The first challenge this dissertation addresses is the cost of real-time 3D scanning technology, both from a monetary and computing power perspective. New advancements in 3D scanning and computation technology are continuing to increase, simplifying the acquisition and display of 3D data. These advancements are allowing users new methods of interaction and analysis of the 3D world around them. Although the acquisition of static 3D geometry is becoming easy, the same cannot be said of dynamic geometry, since all aspects of the 3D processing pipeline, capture, processing, and display, must be realized in real-time simultaneously. Conventional approaches to solve these problems utilize workstation computers with powerful central processing units (CPUs) and GPUs to accomplish the large amounts of processing power required for a single 3D frame. A challenge arises when trying to realize real-time 3D scanning on commodity hardware such as a laptop computer.
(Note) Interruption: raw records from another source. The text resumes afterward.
//! Audio decoding and resampling to 16kHz mono f32.

use std::io::Cursor;

use symphonia::core::audio::SampleBuffer;
use symphonia::core::codecs::{CODEC_TYPE_NULL, DecoderOptions};
use symphonia::core::errors::Error as SymphoniaError;
use symphonia::core::formats::FormatOptions;
use symphonia::core::io::MediaSourceStream;
use symphonia::core::meta::MetadataOptions;
use symphonia::core::probe::Hint;
use tracing::debug;

use crate::types::{ClassifierError, Result};

/// Sample rate the classifier consumes.
pub const TARGET_SAMPLE_RATE: u32 = 16_000;

/// Minimum waveform length (one second at [`TARGET_SAMPLE_RATE`]).
pub const MIN_SAMPLES: usize = TARGET_SAMPLE_RATE as usize;

/// Decode audio bytes into 16kHz mono f32 samples.
///
/// `extension` (with or without the dot) is passed to the format probe as a
/// hint; the probe still sniffs the content, so a wrong hint is harmless.
/// Multi-channel audio is mixed to mono by averaging.
pub fn decode_audio(data: Vec<u8>, extension: Option<&str>) -> Result<Vec<f32>> {
    if data.is_empty() {
        return Err(ClassifierError::Decode("empty input".into()));
    }

    let mss = MediaSourceStream::new(Box::new(Cursor::new(data)), Default::default());

    let mut hint = Hint::new();
    if let Some(ext) = extension.map(|e| e.trim_start_matches('.')).filter(|e| !e.is_empty()) {
        let _ = hint.with_extension(ext);
    }

    let probed = symphonia::default::get_probe()
        .format(
            &hint,
            mss,
            &FormatOptions::default(),
            &MetadataOptions::default(),
        )
        .map_err(|e| ClassifierError::Decode(format!("probe failed: {e}")))?;

    let mut format = probed.format;

    let track = format
        .tracks()
        .iter()
        .find(|t| t.codec_params.codec != CODEC_TYPE_NULL)
        .ok_or_else(|| ClassifierError::Decode("no audio track found".into()))?;

    let codec_params = track.codec_params.clone();
    let track_id = track.id;
    let source_rate = codec_params
        .sample_rate
        .ok_or_else(|| ClassifierError::Decode("unknown sample rate".into()))?;

    let mut decoder = symphonia::default::get_codecs()
        .make(&codec_params, &DecoderOptions::default())
        .map_err(|e| ClassifierError::Decode(format!("codec init failed: {e}")))?;

    let mut mono: Vec<f32> = Vec::new();

    loop {
        let packet = match format.next_packet() {
            Ok(p) => p,
            Err(SymphoniaError::IoError(ref e))
                if e.kind() == std::io::ErrorKind::UnexpectedEof =>
            {
                break;
            }
            Err(SymphoniaError::ResetRequired) => break,
            Err(e) => return Err(ClassifierError::Decode(format!("packet read: {e}"))),
        };

        if packet.track_id() != track_id {
            continue;
        }

        let decoded = match decoder.decode(&packet) {
            Ok(d) => d,
            // corrupt frame: skip it, keep the rest of the stream
            Err(SymphoniaError::DecodeError(e)) => {
                debug!(error = e, "skipping undecodable packet");
                continue;
            }
            Err(e) => return Err(ClassifierError::Decode(format!("decode: {e}"))),
        };

        let spec = *decoded.spec();
        let channels = spec.channels.count().max(1);
        let mut sample_buf = SampleBuffer::<f32>::new(decoded.capacity() as u64, spec);
        sample_buf.copy_interleaved_ref(decoded);
        let samples = sample_buf.samples();

        if channels > 1 {
            #[allow(clippy::cast_precision_loss)]
            let scale = 1.0 / channels as f32;
            mono.extend(
                samples
                    .chunks_exact(channels)
                    .map(|frame| frame.iter().sum::<f32>() * scale),
            );
        } else {
            mono.extend_from_slice(samples);
        }
    }

    // a valid container with no frames is silence, not a decode failure
    if mono.is_empty() {
        debug!(source_rate, "decoded zero samples");
        return Ok(mono);
    }

    debug!(
        source_rate,
        samples = mono.len(),
        "decoded audio"
    );

    if source_rate == TARGET_SAMPLE_RATE {
        Ok(mono)
    } else {
        resample(&mono, source_rate, TARGET_SAMPLE_RATE)
    }
}

/// Zero-pad `samples` on the right to at least `min_len`.
pub fn pad_to_min_length(mut samples: Vec<f32>, min_len: usize) -> Vec<f32> {
    if samples.len() < min_len {
        samples.resize(min_len, 0.0);
    }
    samples
}

/// Number of output samples for `input_len` samples resampled by rate.
#[allow(
    clippy::cast_precision_loss,
    clippy::cast_possible_truncation,
    clippy::cast_sign_loss
)]
pub fn resampled_len(input_len: usize, from_rate: u32, to_rate: u32) -> usize {
    (input_len as f64 * f64::from(to_rate) / f64::from(from_rate)).ceil() as usize
}

/// Resample mono audio from `from_rate` to `to_rate` using rubato.
///
/// The output is aligned to the input (the filter delay is removed) and is
/// exactly [`resampled_len`] samples long.
fn resample(samples: &[f32], from_rate: u32, to_rate: u32) -> Result<Vec<f32>> {
    use rubato::{
        Resampler, SincFixedIn, SincInterpolationParameters, SincInterpolationType, WindowFunction,
    };

    let params = SincInterpolationParameters {
        sinc_len: 256,
        f_cutoff: 0.95,
        interpolation: SincInterpolationType::Linear,
        oversampling_factor: 256,
        window: WindowFunction::BlackmanHarris2,
    };

    let ratio = f64::from(to_rate) / f64::from(from_rate);
    let chunk_size = 1024;

    let mut resampler = SincFixedIn::<f32>::new(ratio, 1.0, params, chunk_size, 1)
        .map_err(|e| ClassifierError::Resample(format!("init: {e}")))?;

    let expected = resampled_len(samples.len(), from_rate, to_rate);
    let delay = resampler.output_delay();
    let needed = delay + expected;

    let mut output = Vec::with_capacity(needed + chunk_size);
    let mut chunks = samples.chunks(chunk_size);

    // Keep feeding silence after the input runs out until the delayed tail
    // has been flushed.
    while output.len() < needed {
        let mut block = chunks.next().map_or_else(Vec::new, <[f32]>::to_vec);
        block.resize(chunk_size, 0.0);

        let input = vec![block];
        let resampled = resampler
            .process(&input, None)
            .map_err(|e| ClassifierError::Resample(format!("process: {e}")))?;

        match resampled.first() {
            Some(channel) if !channel.is_empty() => output.extend_from_slice(channel),
            _ => return Err(ClassifierError::Resample("resampler produced no output".into())),
        }
    }

    let _ = output.drain(..delay);
    output.truncate(expected);
    Ok(output)
}

#[cfg(test)]
pub(crate) mod tests {
    use super::*;

    /// Build a 16-bit PCM WAV file holding a sine tone.
    pub(crate) fn generate_test_wav(sample_rate: u32, channels: u16, num_frames: u32) -> Vec<u8> {
        let bits_per_sample: u16 = 16;
        let block_align = channels * bits_per_sample / 8;
        let byte_rate = sample_rate * u32::from(block_align);
        let data_size = num_frames * u32::from(block_align);

        let mut buf = Vec::with_capacity(44 + data_size as usize);
        buf.extend_from_slice(b"RIFF");
        buf.extend_from_slice(&(36 + data_size).to_le_bytes());
        buf.extend_from_slice(b"WAVE");
        buf.extend_from_slice(b"fmt ");
        buf.extend_from_slice(&16u32.to_le_bytes());
        buf.extend_from_slice(&1u16.to_le_bytes()); // PCM
        buf.extend_from_slice(&channels.to_le_bytes());
        buf.extend_from_slice(&sample_rate.to_le_bytes());
        buf.extend_from_slice(&byte_rate.to_le_bytes());
        buf.extend_from_slice(&block_align.to_le_bytes());
        buf.extend_from_slice(&bits_per_sample.to_le_bytes());
        buf.extend_from_slice(b"data");
        buf.extend_from_slice(&data_size.to_le_bytes());
        for i in 0..num_frames {
            let t = i as f32 / sample_rate as f32;
            let value = ((t * 440.0 * std::f32::consts::TAU).sin() * 8000.0) as i16;
            for _ in 0..channels {
                buf.extend_from_slice(&value.to_le_bytes());
            }
        }
        buf
    }

    #[test]
    fn decode_garbage_is_decode_error() {
        let result = decode_audio(b"not audio data".to_vec(), Some(".wav"));
        assert!(matches!(result, Err(ClassifierError::Decode(_))));
    }

    #[test]
    fn decode_empty_is_decode_error() {
        let result = decode_audio(Vec::new(), Some("wav"));
        assert!(matches!(result, Err(ClassifierError::Decode(_))));
    }

    #[test]
    fn decode_zero_frame_wav_is_empty() {
        let wav = generate_test_wav(44_100, 2, 0);
        let samples = decode_audio(wav, Some(".wav")).unwrap();
        assert!(samples.is_empty());
    }

    #[test]
    fn decode_flac_resamples_to_exact_length() {
        // 0.5s 440 Hz tone, 22.05kHz mono, verbatim subframes
        let flac = include_bytes!("../tests/fixtures/tone.flac").to_vec();
        let samples = decode_audio(flac, Some(".flac")).unwrap();
        assert_eq!(samples.len(), 8_000);
        assert!(samples.iter().any(|s| s.abs() > 0.01));
    }

    #[test]
    fn decode_mp3_resamples_to_16k() {
        // 20 silent MPEG-1 layer III frames, 44.1kHz mono
        let mp3 = include_bytes!("../tests/fixtures/silence.mp3").to_vec();
        let samples = decode_audio(mp3, Some(".mp3")).unwrap();
        assert!(!samples.is_empty());
        assert!(samples.len() <= resampled_len(20 * 1_152, 44_100, 16_000));
        assert!(samples.iter().all(|s| s.abs() < 1e-3));
    }

    #[test]
    fn decode_m4a_aac_keeps_16k() {
        // 10 silent AAC-LC frames in an MP4 container, 16kHz mono
        let m4a = include_bytes!("../tests/fixtures/silence.m4a").to_vec();
        let samples = decode_audio(m4a, Some(".m4a")).unwrap();
        assert!(!samples.is_empty());
        assert!(samples.len() <= 10 * 1_024);
        assert!(samples.iter().all(|s| s.abs() < 1e-3));
    }

    #[test]
    fn decode_16k_mono_keeps_length() {
        let wav = generate_test_wav(16_000, 1, 8_000);
        let samples = decode_audio(wav, Some(".wav")).unwrap();
        assert_eq!(samples.len(), 8_000);
        assert!(samples.iter().all(|s| (-1.0..=1.0).contains(s)));
        assert!(samples.iter().any(|s| s.abs() > 0.01));
    }

    #[test]
    fn decode_without_hint_sniffs_format() {
        let wav = generate_test_wav(16_000, 1, 1_600);
        let samples = decode_audio(wav, None).unwrap();
        assert_eq!(samples.len(), 1_600);
    }

    #[test]
    fn decode_44k_stereo_resamples_to_exact_length() {
        // 0.5s at 44.1kHz stereo
        let wav = generate_test_wav(44_100, 2, 22_050);
        let samples = decode_audio(wav, Some(".wav")).unwrap();
        assert_eq!(samples.len(), 8_000);
    }

    #[test]
    fn resample_downsample_length() {
        let samples: Vec<f32> = (0..48_000).map(|i| (i as f32 / 48.0).sin()).collect();
        let out = resample(&samples, 48_000, 16_000).unwrap();
        assert_eq!(out.len(), 16_000);
    }

    #[test]
    fn resample_upsample_short_input() {
        let samples = vec![0.25f32; 100];
        let out = resample(&samples, 8_000, 16_000).unwrap();
        assert_eq!(out.len(), 200);
    }

    #[test]
    fn resampled_len_rounds_up() {
        assert_eq!(resampled_len(22_050, 44_100, 16_000), 8_000);
        assert_eq!(resampled_len(1, 44_100, 16_000), 1);
        assert_eq!(resampled_len(0, 44_100, 16_000), 0);
    }

    #[test]
    fn pad_short_waveform() {
        let padded = pad_to_min_length(vec![1.0; 8_000], MIN_SAMPLES);
        assert_eq!(padded.len(), 16_000);
        assert_eq!(padded[7_999], 1.0);
        assert_eq!(padded[8_000], 0.0);
    }

    #[test]
    fn pad_leaves_long_waveform() {
        let padded = pad_to_min_length(vec![0.5; 20_000], MIN_SAMPLES);
        assert_eq!(padded.len(), 20_000);
    }
}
To address the cost of a real-time 3D scanning system, an entirely parallel 3D data processing pipeline that makes use of a multi-frequency phase-shifting technique is presented. This novel processing pipeline can achieve simultaneous 3D data capturing, processing, and display at 30 frames per second (fps) on a laptop computer. By implementing the pipeline within the OpenGL Shading Language (GLSL), nearly any modern computer with a dedicated graphics device can run the pipeline. Making use of multiple threads sharing GPU resources and direct memory access transfers, high frame rates on low compute power devices can be achieved. Although these advancements allow for low compute power devices such as a laptop to achieve real-time 3D scanning, this technique is not without challenges. The main challenge being selecting frequencies that allow for high quality phase, yet do not include phase jumps in equivalent frequencies. To address this issue, a new modified multi-frequency phase shifting technique was developed that allows phase jumps to be introduced in equivalent frequencies yet unwrapped in parallel, increasing phase quality and reducing reconstruction error. Utilizing these techniques, a real-time 3D scanner was developed that captures 3D geometry at 30 fps with a root mean square error (RMSE) of 0:00081 mm for a measurement area of 100 mm X 75 mm at a resolution of 800 X 600 on a laptop computer. With the above mentioned pipeline the CPU is nearly idle, freeing it to perform additional tasks such as image processing and analysis.
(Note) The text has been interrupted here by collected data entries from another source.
//! Prometheus metrics recorder and `/metrics` rendering.

use std::time::Duration;

use metrics_exporter_prometheus::{BuildError, PrometheusBuilder, PrometheusHandle};
use tracing::info;

/// Inference requests total (counter, labels: endpoint).
pub const INFERENCE_REQUESTS_TOTAL: &str = "inference_requests_total";
/// Failed inference requests or batch items (counter, labels: endpoint, kind).
pub const INFERENCE_ERRORS_TOTAL: &str = "inference_errors_total";
/// Time spent in `predict` per file (histogram, labels: endpoint).
pub const INFERENCE_DURATION_SECONDS: &str = "inference_duration_seconds";
/// Bytes received per uploaded file (histogram).
pub const UPLOAD_BYTES: &str = "upload_bytes";

/// Install the Prometheus recorder as the global `metrics` recorder.
///
/// Call once at startup. Fails if another recorder is already installed.
pub fn install_recorder() -> Result<PrometheusHandle, BuildError> {
    let handle = PrometheusBuilder::new().install_recorder()?;
    info!("prometheus metrics recorder installed");
    Ok(handle)
}

/// Handle backed by a recorder that is not installed globally.
///
/// Renders an empty exposition; used in tests and when metrics are off.
pub fn detached_handle() -> PrometheusHandle {
    PrometheusBuilder::new().build_recorder().handle()
}

/// Render Prometheus text format.
pub fn render(handle: &PrometheusHandle) -> String {
    handle.render()
}

/// Count one request to `endpoint`.
pub fn record_request(endpoint: &'static str) {
    metrics::counter!(INFERENCE_REQUESTS_TOTAL, "endpoint" => endpoint).increment(1);
}

/// Count one failure on `endpoint`.
pub fn record_error(endpoint: &'static str, kind: &'static str) {
    metrics::counter!(INFERENCE_ERRORS_TOTAL, "endpoint" => endpoint, "kind" => kind).increment(1);
}

/// Observe one `predict` call.
pub fn record_duration(endpoint: &'static str, elapsed: Duration) {
    metrics::histogram!(INFERENCE_DURATION_SECONDS, "endpoint" => endpoint)
        .record(elapsed.as_secs_f64());
}

/// Observe an upload size.
#[allow(clippy::cast_precision_loss)]
pub fn record_upload(bytes: usize) {
    metrics::histogram!(UPLOAD_BYTES).record(bytes as f64);
}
The second challenge this dissertation addresses is associated with delivering huge amounts of 3D video data in real-time across existing network infrastructure. As the speed of 3D scanning continues to increase, and real-time scanning is achieved on low compute power devices, a way of compressing the massive amounts of 3D data being generated is needed. At a scan resolution of 800 X 600, streaming a 3D point cloud at 30 frames per second (FPS) would require a throughput of over 1.3 Gbps. This amount of throughput is large for a PCIe bus, and too much for most commodity network cards. Conventional approaches involve serializing the data into a compressible state such as a polygon file format (PLY) or Wavefront object (OBJ) file. While this technique works well for structured 3D geometry, such as that created with computer aided drafting (CAD) or 3D modeling software, this does not hold true for 3D scanned data as it is inherently unstructured. A challenge arises when trying to compress this unstructured 3D information in such a way that it can be easily utilized with existing infrastructure.
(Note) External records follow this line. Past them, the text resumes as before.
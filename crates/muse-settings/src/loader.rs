//! Settings loading with deep merge and environment variable overrides.
//!
//! Loading flow:
//! 1. Start with compiled [`MuseSettings::default()`]
//! 2. If the settings file exists, deep-merge its values over the defaults
//! 3. Apply `MUSE_*` environment variable overrides (highest priority)
//! 4. Normalize extensions and validate
//!
//! Deep merge rules:
//! - Objects are merged recursively (source overrides target per-key)
//! - Arrays and primitives are replaced entirely by source
//! - Null values in source are skipped (preserving target)

use std::path::{Path, PathBuf};

use serde_json::Value;
use tracing::{debug, warn};

use crate::errors::{Result, SettingsError};
use crate::types::{Device, MuseSettings, normalize_extension};

/// Env var naming an explicit settings file.
pub const SETTINGS_FILE_ENV: &str = "MUSE_SETTINGS_FILE";

/// Settings file used when [`SETTINGS_FILE_ENV`] is unset.
pub const DEFAULT_SETTINGS_FILE: &str = "muse.json";

/// Resolve the settings file path.
pub fn settings_path() -> PathBuf {
    std::env::var(SETTINGS_FILE_ENV)
        .ok()
        .filter(|v| !v.is_empty())
        .map_or_else(|| PathBuf::from(DEFAULT_SETTINGS_FILE), PathBuf::from)
}

/// Load settings from the default path with env var overrides.
pub fn load_settings() -> Result<MuseSettings> {
    load_settings_from_path(&settings_path())
}

/// Load settings from a specific path with env var overrides.
///
/// A missing file yields defaults. Invalid JSON or a settings combination
/// that fails [`MuseSettings::validate`] is an error.
pub fn load_settings_from_path(path: &Path) -> Result<MuseSettings> {
    let mut settings = read_file_layer(path)?;
    apply_env_overrides(&mut settings);
    finalize(settings)
}

/// Defaults merged with the settings file, without env overrides.
pub fn read_file_layer(path: &Path) -> Result<MuseSettings> {
    let defaults = serde_json::to_value(MuseSettings::default())?;

    let merged = if path.exists() {
        debug!(?path, "loading settings from file");
        let content = std::fs::read_to_string(path).map_err(|source| SettingsError::Read {
            path: path.to_path_buf(),
            source,
        })?;
        let user: Value = serde_json::from_str(&content).map_err(|source| SettingsError::Parse {
            path: path.to_path_buf(),
            source,
        })?;
        deep_merge(defaults, user)
    } else {
        debug!(?path, "settings file not found, using defaults");
        defaults
    };

    Ok(serde_json::from_value(merged)?)
}

/// Normalize list values and run validation.
pub fn finalize(mut settings: MuseSettings) -> Result<MuseSettings> {
    settings.upload.allowed_extensions = settings
        .upload
        .allowed_extensions
        .iter()
        .filter(|e| !e.trim().is_empty())
        .map(|e| normalize_extension(e))
        .collect();
    settings.validate()?;
    Ok(settings)
}

/// Recursive deep merge of two JSON values.
pub fn deep_merge(target: Value, source: Value) -> Value {
    match (target, source) {
        (Value::Object(mut target_map), Value::Object(source_map)) => {
            for (key, source_val) in source_map {
                if source_val.is_null() {
                    continue;
                }
                let merged = if let Some(target_val) = target_map.remove(&key) {
                    deep_merge(target_val, source_val)
                } else {
                    source_val
                };
                let _ = target_map.insert(key, merged);
            }
            Value::Object(target_map)
        }
        (_, source) => source,
    }
}

/// Apply process environment overrides to loaded settings.
pub fn apply_env_overrides(settings: &mut MuseSettings) {
    apply_overrides(settings, |name| std::env::var(name).ok());
}

/// Apply overrides read through `lookup`.
///
/// Each variable has strict parsing rules. Invalid values are logged and
/// ignored, leaving the file/default value in place.
pub fn apply_overrides<F>(settings: &mut MuseSettings, lookup: F)
where
    F: Fn(&str) -> Option<String>,
{
    let env = EnvReader { lookup };

    // ── Model ───────────────────────────────────────────────────────
    if let Some(v) = env.string("MUSE_MODEL_NAME") {
        settings.model.name = v;
    }
    if let Some(v) = env.string("MUSE_MODEL_ONNX_FILE") {
        settings.model.onnx_file = v;
    }
    if let Some(v) = env.device("MUSE_DEVICE") {
        settings.model.device = v;
    }
    if let Some(v) = env.string("MUSE_MODEL_CACHE_DIR") {
        settings.model.cache_dir = v;
    }
    if let Some(v) = env.usize("MUSE_TOP_K", 1, 1000) {
        settings.model.top_k = v;
    }
    if let Some(v) = env.usize("MUSE_INTRA_THREADS", 1, 256) {
        settings.model.intra_threads = v;
    }

    // ── Upload ──────────────────────────────────────────────────────
    if let Some(v) = env.u64("MUSE_MAX_FILE_SIZE", 1, u64::MAX) {
        settings.upload.max_file_size = v;
    }
    if let Some(v) = env.extensions("MUSE_ALLOWED_EXTENSIONS") {
        settings.upload.allowed_extensions = v;
    }
    if let Some(v) = env.usize("MUSE_MAX_BATCH_FILES", 1, 100) {
        settings.upload.max_batch_files = v;
    }

    // ── Server ──────────────────────────────────────────────────────
    if let Some(v) = env.string("MUSE_HOST") {
        settings.server.host = v;
    }
    if let Some(v) = env.u16("MUSE_PORT", 1, 65535) {
        settings.server.port = v;
    }
    if let Some(v) = env.usize("MUSE_WORKERS", 1, 64) {
        settings.server.workers = v;
    }
    if let Some(v) = env.u64("MUSE_INFERENCE_TIMEOUT_SECS", 0, 86_400) {
        settings.server.inference_timeout_secs = v;
    }
    if let Some(v) = env.u64("MUSE_SHUTDOWN_TIMEOUT_SECS", 1, 3600) {
        settings.server.shutdown_timeout_secs = v;
    }

    // ── Logging ─────────────────────────────────────────────────────
    if let Some(v) = env.string("MUSE_LOG_LEVEL") {
        settings.logging.level = v;
    }
    if let Some(v) = env.bool("MUSE_LOG_JSON") {
        settings.logging.json = v;
    }
}

// ── Pure parsing functions (testable without env vars) ──────────────────────

/// Parse a string as a boolean.
///
/// Accepts (case-insensitive): `true`/`1`/`yes`/`on` or `false`/`0`/`no`/`off`.
pub fn parse_bool(val: &str) -> Option<bool> {
    match val.to_lowercase().as_str() {
        "true" | "1" | "yes" | "on" => Some(true),
        "false" | "0" | "no" | "off" => Some(false),
        _ => None,
    }
}

/// Parse a string as a `u16` within a range.
pub fn parse_u16_range(val: &str, min: u16, max: u16) -> Option<u16> {
    let n: u16 = val.trim().parse().ok()?;
    (n >= min && n <= max).then_some(n)
}

/// Parse a string as a `u64` within a range.
pub fn parse_u64_range(val: &str, min: u64, max: u64) -> Option<u64> {
    let n: u64 = val.trim().parse().ok()?;
    (n >= min && n <= max).then_some(n)
}

/// Parse a string as a `usize` within a range.
pub fn parse_usize_range(val: &str, min: usize, max: usize) -> Option<usize> {
    let n: usize = val.trim().parse().ok()?;
    (n >= min && n <= max).then_some(n)
}

/// Parse a comma separated extension list (`.mp3,wav, .FLAC`).
///
/// Also accepts a JSON array string. Returns `None` if no entries remain.
pub fn parse_extension_list(val: &str) -> Option<Vec<String>> {
    let raw: Vec<String> = if val.trim_start().starts_with('[') {
        serde_json::from_str(val).ok()?
    } else {
        val.split(',').map(str::to_string).collect()
    };
    let list: Vec<String> = raw
        .iter()
        .map(|s| s.trim())
        .filter(|s| !s.is_empty())
        .map(normalize_extension)
        .collect();
    (!list.is_empty()).then_some(list)
}

// ── Env var readers (thin wrappers) ─────────────────────────────────────────

struct EnvReader<F> {
    lookup: F,
}

impl<F> EnvReader<F>
where
    F: Fn(&str) -> Option<String>,
{
    fn raw(&self, name: &str) -> Option<String> {
        (self.lookup)(name)
    }

    fn string(&self, name: &str) -> Option<String> {
        self.raw(name).filter(|v| !v.is_empty())
    }

    fn bool(&self, name: &str) -> Option<bool> {
        let val = self.raw(name)?;
        let result = parse_bool(&val);
        if result.is_none() {
            warn!(key = name, value = %val, "invalid boolean env var, ignoring");
        }
        result
    }

    fn u16(&self, name: &str, min: u16, max: u16) -> Option<u16> {
        let val = self.raw(name)?;
        let result = parse_u16_range(&val, min, max);
        if result.is_none() {
            warn!(key = name, value = %val, "invalid u16 env var, ignoring");
        }
        result
    }

    fn u64(&self, name: &str, min: u64, max: u64) -> Option<u64> {
        let val = self.raw(name)?;
        let result = parse_u64_range(&val, min, max);
        if result.is_none() {
            warn!(key = name, value = %val, "invalid u64 env var, ignoring");
        }
        result
    }

    fn usize(&self, name: &str, min: usize, max: usize) -> Option<usize> {
        let val = self.raw(name)?;
        let result = parse_usize_range(&val, min, max);
        if result.is_none() {
            warn!(key = name, value = %val, "invalid usize env var, ignoring");
        }
        result
    }

    fn device(&self, name: &str) -> Option<Device> {
        let val = self.string(name)?;
        match val.parse() {
            Ok(device) => Some(device),
            Err(_) => {
                warn!(key = name, value = %val, "invalid device env var, ignoring");
                None
            }
        }
    }

    fn extensions(&self, name: &str) -> Option<Vec<String>> {
        let val = self.raw(name)?;
        let result = parse_extension_list(&val);
        if result.is_none() {
            warn!(key = name, value = %val, "invalid extension list env var, ignoring");
        }
        result
    }
}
To address the need for real-time 3D video compression, new techniques entitled Holoimage and Holovideo are presented, which have the ability to compress, respectively, 3D geometry and 3D video into 2D counterparts and apply both lossless and lossy encoding. Similar to the aforementioned 3D scanning pipeline, these techniques make use of a completely parallel pipeline for encoding and decoding; this affords high speed processing on the GPU, as well as compression before streaming the data over the PCIe bus. Once in the compressed 2D state, the information can be streamed and saved until the 3D information is needed, at which point 3D geometry can be reconstructed while maintaining a low amount of reconstruction error. Further enhancements of the technique have allowed additional information, such as texture information, to be encoded by reducing the bit rate of the data through image dithering. This allows both the 3D video and associated 2D texture information to be interlaced and compressed into 2D video, synchronizing the streams automatically.
The third challenge this dissertation addresses is achieving correct eye gaze in video conferencing. In 2D video conferencing, loss of correct eye gaze commonly occurs, due to a disparity between the capture and display optical axes. Conventional approaches to mitigate this issue involve either reducing the angle of disparity between the axes by increasing the distance of the user to the system, or merging the axes through the use of beam splitters. Newer approaches to this issue make use of 3D capture and display technology, as the angle of disparity can be corrected through transforms of the 3D data. Challenges arise when trying to create such novel systems, as all aspects of the pipeline, capture, transmission, and redisplay must be simultaneously achieved in real-time with the massive amounts of 3D data.
Finally, the Portal-s system is presented, which is an integration of all the aforementioned technologies into a holistic software and hardware system that enables real-time 3D video conferencing with correct mutual eye gaze. To overcome the loss of eye contact in conventional video conferencing, Portal-s makes use of dual structured-light scanners that capture through the same optical axis as the display. The real-time 3D video frames generated on the GPU are then compressed using the Holovideo technique. This allows the 3D video to be streamed across a conventional network or the Internet, and redisplayed at a remote node for another user on the Holographic display glass. Utilizing two connected Portal-s nodes, users of the systems can engage in 3D video conferencing with natural eye gaze established. In conclusion, this dissertation research substantially advances the field of real-time 3D scanning and its applications. Contributions of this research span into both academic and industrial practices, where the use of this information has allowed users new methods of interaction and analysis of the 3D world around them
- …